## Activity
Output all the data below verbatim.

Segment Start: Record set

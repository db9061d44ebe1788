use serde::{Deserialize, Serialize};
use std::fmt;
use webwriter_parser::{Quantifier, Span};

/// Numeric range restriction of a data type, as in `<length [0,∞]>`
#[derive(Debug, Clone, Copy, PartialEq, Default, Serialize, Deserialize)]
pub struct DataRange {
    /// `None` is unbounded
    pub min: Option<f64>,
    pub max: Option<f64>,
}

impl DataRange {
    /// Parse `[min,max]`, where either bound may be `∞`, `-∞` or `−∞`
    pub fn parse(text: &str) -> Option<Self> {
        let inner = text.trim().strip_prefix('[')?.strip_suffix(']')?;
        let (min, max) = inner.split_once(',')?;
        Some(Self {
            min: Self::bound(min)?,
            max: Self::bound(max)?,
        })
    }

    fn bound(text: &str) -> Option<Option<f64>> {
        match text.trim() {
            "∞" | "+∞" | "-∞" | "−∞" => Some(None),
            number => number.parse::<f64>().ok().map(Some),
        }
    }

    pub fn contains(&self, value: f64) -> bool {
        self.min.map_or(true, |min| value >= min) && self.max.map_or(true, |max| value <= max)
    }
}

impl fmt::Display for DataRange {
    fn fmt(&self, f: &mut fmt::Formatter<'_>) -> fmt::Result {
        let bound = |b: Option<f64>, negative: bool| match b {
            Some(n) => n.to_string(),
            None if negative => "-∞".to_string(),
            None => "∞".to_string(),
        };
        write!(f, "[{},{}]", bound(self.min, true), bound(self.max, false))
    }
}

#[derive(Debug, Clone, PartialEq, Serialize, Deserialize)]
#[serde(tag = "type")]
pub enum DefinitionKind {
    /// A keyword or delimiter that must appear as written
    Literal { content: String },
    /// A quoted literal such as `'{'`
    String { content: String },
    DataType {
        name: String,
        #[serde(default, skip_serializing_if = "Option::is_none")]
        range: Option<DataRange>,
    },
    PropertyReference { name: String },
    FunctionCall {
        name: String,
        content: Vec<ValueDefinition>,
    },
    /// Juxtaposition: all children, in order
    OrderedSequence { content: Vec<ValueDefinition> },
    /// `&&`: all children, any order
    UnorderedSequence { content: Vec<ValueDefinition> },
    /// `||`: at least one child, any order, each at most once
    Subset { content: Vec<ValueDefinition> },
    /// `|`: exactly one child
    Alternation { content: Vec<ValueDefinition> },
}

/// Parsed CSS value definition
#[derive(Debug, Clone, PartialEq, Serialize, Deserialize)]
pub struct ValueDefinition {
    #[serde(flatten)]
    pub kind: DefinitionKind,
    pub quantifier: Quantifier,
    /// Separator between repetitions, `,` for `#`
    #[serde(default, skip_serializing_if = "Option::is_none")]
    pub separator: Option<char>,
    /// Set by `!`: a group that must not match empty
    #[serde(default)]
    pub required: bool,
    pub raw: String,
    pub span: Span,
    /// Property or syntax name, on roots parsed under a name
    #[serde(default, skip_serializing_if = "Option::is_none")]
    pub name: Option<String>,
}

impl ValueDefinition {
    pub fn new(kind: DefinitionKind, raw: impl Into<String>, span: Span) -> Self {
        Self {
            kind,
            quantifier: Quantifier::default(),
            separator: None,
            required: false,
            raw: raw.into(),
            span,
            name: None,
        }
    }

    pub fn children(&self) -> &[ValueDefinition] {
        match &self.kind {
            DefinitionKind::FunctionCall { content, .. }
            | DefinitionKind::OrderedSequence { content }
            | DefinitionKind::UnorderedSequence { content }
            | DefinitionKind::Subset { content }
            | DefinitionKind::Alternation { content } => content,
            _ => &[],
        }
    }

    pub(crate) fn children_mut(&mut self) -> Option<&mut Vec<ValueDefinition>> {
        match &mut self.kind {
            DefinitionKind::FunctionCall { content, .. }
            | DefinitionKind::OrderedSequence { content }
            | DefinitionKind::UnorderedSequence { content }
            | DefinitionKind::Subset { content }
            | DefinitionKind::Alternation { content } => Some(content),
            _ => None,
        }
    }

    pub fn is_composite(&self) -> bool {
        matches!(
            self.kind,
            DefinitionKind::OrderedSequence { .. }
                | DefinitionKind::UnorderedSequence { .. }
                | DefinitionKind::Subset { .. }
                | DefinitionKind::Alternation { .. }
        )
    }

    pub fn has_default_multiplier(&self) -> bool {
        self.quantifier.is_default() && self.separator.is_none() && !self.required
    }

    /// Names of referenced data types and properties, in pre-order
    pub fn references(&self) -> Vec<&str> {
        let mut out = Vec::new();
        let mut stack = vec![self];
        while let Some(def) = stack.pop() {
            match &def.kind {
                DefinitionKind::DataType { name, .. } | DefinitionKind::PropertyReference { name } => {
                    out.push(name.as_str())
                }
                _ => {}
            }
            stack.extend(def.children().iter().rev());
        }
        out
    }

    fn write_multiplier(&self, f: &mut fmt::Formatter<'_>) -> fmt::Result {
        if self.separator == Some(',') {
            write!(f, "#")?;
            if self.quantifier != Quantifier::ONE_OR_MORE {
                write!(f, "{}", self.quantifier)?;
            }
        } else {
            write!(f, "{}", self.quantifier)?;
        }
        if self.required {
            write!(f, "!")?;
        }
        Ok(())
    }
}

/// Canonical value definition syntax
impl fmt::Display for ValueDefinition {
    fn fmt(&self, f: &mut fmt::Formatter<'_>) -> fmt::Result {
        let combinator = match &self.kind {
            DefinitionKind::Literal { content } => {
                write!(f, "{}", content)?;
                return self.write_multiplier(f);
            }
            DefinitionKind::String { content } => {
                write!(f, "'{}'", content)?;
                return self.write_multiplier(f);
            }
            DefinitionKind::DataType { name, range } => {
                match range {
                    Some(range) => write!(f, "<{} {}>", name, range)?,
                    None => write!(f, "<{}>", name)?,
                }
                return self.write_multiplier(f);
            }
            DefinitionKind::PropertyReference { name } => {
                write!(f, "<'{}'>", name)?;
                return self.write_multiplier(f);
            }
            DefinitionKind::FunctionCall { name, content } => {
                write!(f, "{}(", name)?;
                for child in content {
                    write!(f, " {}", child)?;
                }
                write!(f, " )")?;
                return self.write_multiplier(f);
            }
            DefinitionKind::OrderedSequence { .. } => " ",
            DefinitionKind::UnorderedSequence { .. } => " && ",
            DefinitionKind::Subset { .. } => " || ",
            DefinitionKind::Alternation { .. } => " | ",
        };

        let bracketed = !self.has_default_multiplier();
        if bracketed {
            write!(f, "[ ")?;
        }
        for (i, child) in self.children().iter().enumerate() {
            if i > 0 {
                write!(f, "{}", combinator)?;
            }
            if child.is_composite() && child.has_default_multiplier() {
                write!(f, "[ {} ]", child)?;
            } else {
                write!(f, "{}", child)?;
            }
        }
        if bracketed {
            write!(f, " ]")?;
            self.write_multiplier(f)?;
        }
        Ok(())
    }
}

Segment End: Record set

## Answer for the task
repository db9061d44ebe1788
use serde::{Deserialize, Serialize};
use std::fmt;
use webwriter_parser::{Quantifier, Span};

/// Numeric range restriction of a data type, as in `<length [0,∞]>`
#[derive(Debug, Clone, Copy, PartialEq, Default, Serialize, Deserialize)]
pub struct DataRange {
    /// `None` is unbounded
    pub min: Option<f64>,
    pub max: Option<f64>,
}

impl DataRange {
    /// Parse `[min,max]`, where either bound may be `∞`, `-∞` or `−∞`
    pub fn parse(text: &str) -> Option<Self> {
        let inner = text.trim().strip_prefix('[')?.strip_suffix(']')?;
        let (min, max) = inner.split_once(',')?;
        Some(Self {
            min: Self::bound(min)?,
            max: Self::bound(max)?,
        })
    }

    fn bound(text: &str) -> Option<Option<f64>> {
        match text.trim() {
            "∞" | "+∞" | "-∞" | "−∞" => Some(None),
            number => number.parse::<f64>().ok().map(Some),
        }
    }

    pub fn contains(&self, value: f64) -> bool {
        self.min.map_or(true, |min| value >= min) && self.max.map_or(true, |max| value <= max)
    }
}

impl fmt::Display for DataRange {
    fn fmt(&self, f: &mut fmt::Formatter<'_>) -> fmt::Result {
        let bound = |b: Option<f64>, negative: bool| match b {
            Some(n) => n.to_string(),
            None if negative => "-∞".to_string(),
            None => "∞".to_string(),
        };
        write!(f, "[{},{}]", bound(self.min, true), bound(self.max, false))
    }
}

#[derive(Debug, Clone, PartialEq, Serialize, Deserialize)]
#[serde(tag = "type")]
pub enum DefinitionKind {
    /// A keyword or delimiter that must appear as written
    Literal { content: String },
    /// A quoted literal such as `'{'`
    String { content: String },
    DataType {
        name: String,
        #[serde(default, skip_serializing_if = "Option::is_none")]
        range: Option<DataRange>,
    },
    PropertyReference { name: String },
    FunctionCall {
        name: String,
        content: Vec<ValueDefinition>,
    },
    /// Juxtaposition: all children, in order
    OrderedSequence { content: Vec<ValueDefinition> },
    /// `&&`: all children, any order
    UnorderedSequence { content: Vec<ValueDefinition> },
    /// `||`: at least one child, any order, each at most once
    Subset { content: Vec<ValueDefinition> },
    /// `|`: exactly one child
    Alternation { content: Vec<ValueDefinition> },
}

/// Parsed CSS value definition
#[derive(Debug, Clone, PartialEq, Serialize, Deserialize)]
pub struct ValueDefinition {
    #[serde(flatten)]
    pub kind: DefinitionKind,
    pub quantifier: Quantifier,
    /// Separator between repetitions, `,` for `#`
    #[serde(default, skip_serializing_if = "Option::is_none")]
    pub separator: Option<char>,
    /// Set by `!`: a group that must not match empty
    #[serde(default)]
    pub required: bool,
    pub raw: String,
    pub span: Span,
    /// Property or syntax name, on roots parsed under a name
    #[serde(default, skip_serializing_if = "Option::is_none")]
    pub name: Option<String>,
}

impl ValueDefinition {
    pub fn new(kind: DefinitionKind, raw: impl Into<String>, span: Span) -> Self {
        Self {
            kind,
            quantifier: Quantifier::default(),
            separator: None,
            required: false,
            raw: raw.into(),
            span,
            name: None,
        }
    }

    pub fn children(&self) -> &[ValueDefinition] {
        match &self.kind {
            DefinitionKind::FunctionCall { content, .. }
            | DefinitionKind::OrderedSequence { content }
            | DefinitionKind::UnorderedSequence { content }
            | DefinitionKind::Subset { content }
            | DefinitionKind::Alternation { content } => content,
            _ => &[],
        }
    }

    pub(crate) fn children_mut(&mut self) -> Option<&mut Vec<ValueDefinition>> {
        match &mut self.kind {
            DefinitionKind::FunctionCall { content, .. }
            | DefinitionKind::OrderedSequence { content }
            | DefinitionKind::UnorderedSequence { content }
            | DefinitionKind::Subset { content }
            | DefinitionKind::Alternation { content } => Some(content),
            _ => None,
        }
    }

    pub fn is_composite(&self) -> bool {
        matches!(
            self.kind,
            DefinitionKind::OrderedSequence { .. }
                | DefinitionKind::UnorderedSequence { .. }
                | DefinitionKind::Subset { .. }
                | DefinitionKind::Alternation { .. }
        )
    }

    pub fn has_default_multiplier(&self) -> bool {
        self.quantifier.is_default() && self.separator.is_none() && !self.required
    }

    /// Names of referenced data types and properties, in pre-order
    pub fn references(&self) -> Vec<&str> {
        let mut out = Vec::new();
        let mut stack = vec![self];
        while let Some(def) = stack.pop() {
            match &def.kind {
                DefinitionKind::DataType { name, .. } | DefinitionKind::PropertyReference { name } => {
                    out.push(name.as_str())
                }
                _ => {}
            }
            stack.extend(def.children().iter().rev());
        }
        out
    }

    fn write_multiplier(&self, f: &mut fmt::Formatter<'_>) -> fmt::Result {
        if self.separator == Some(',') {
            write!(f, "#")?;
            if self.quantifier != Quantifier::ONE_OR_MORE {
                write!(f, "{}", self.quantifier)?;
            }
        } else {
            write!(f, "{}", self.quantifier)?;
        }
        if self.required {
            write!(f, "!")?;
        }
        Ok(())
    }
}

/// Canonical value definition syntax
impl fmt::Display for ValueDefinition {
    fn fmt(&self, f: &mut fmt::Formatter<'_>) -> fmt::Result {
        let combinator = match &self.kind {
            DefinitionKind::Literal { content } => {
                write!(f, "{}", content)?;
                return self.write_multiplier(f);
            }
            DefinitionKind::String { content } => {
                write!(f, "'{}'", content)?;
                return self.write_multiplier(f);
            }
            DefinitionKind::DataType { name, range } => {
                match range {
                    Some(range) => write!(f, "<{} {}>", name, range)?,
                    None => write!(f, "<{}>", name)?,
                }
                return self.write_multiplier(f);
            }
            DefinitionKind::PropertyReference { name } => {
                write!(f, "<'{}'>", name)?;
                return self.write_multiplier(f);
            }
            DefinitionKind::FunctionCall { name, content } => {
                write!(f, "{}(", name)?;
                for child in content {
                    write!(f, " {}", child)?;
                }
                write!(f, " )")?;
                return self.write_multiplier(f);
            }
            DefinitionKind::OrderedSequence { .. } => " ",
            DefinitionKind::UnorderedSequence { .. } => " && ",
            DefinitionKind::Subset { .. } => " || ",
            DefinitionKind::Alternation { .. } => " | ",
        };

        let bracketed = !self.has_default_multiplier();
        if bracketed {
            write!(f, "[ ")?;
        }
        for (i, child) in self.children().iter().enumerate() {
            if i > 0 {
                write!(f, "{}", combinator)?;
            }
            if child.is_composite() && child.has_default_multiplier() {
                write!(f, "[ {} ]", child)?;
            } else {
                write!(f, "{}", child)?;
            }
        }
        if bracketed {
            write!(f, " ]")?;
            self.write_multiplier(f)?;
        }
        Ok(())
    }
}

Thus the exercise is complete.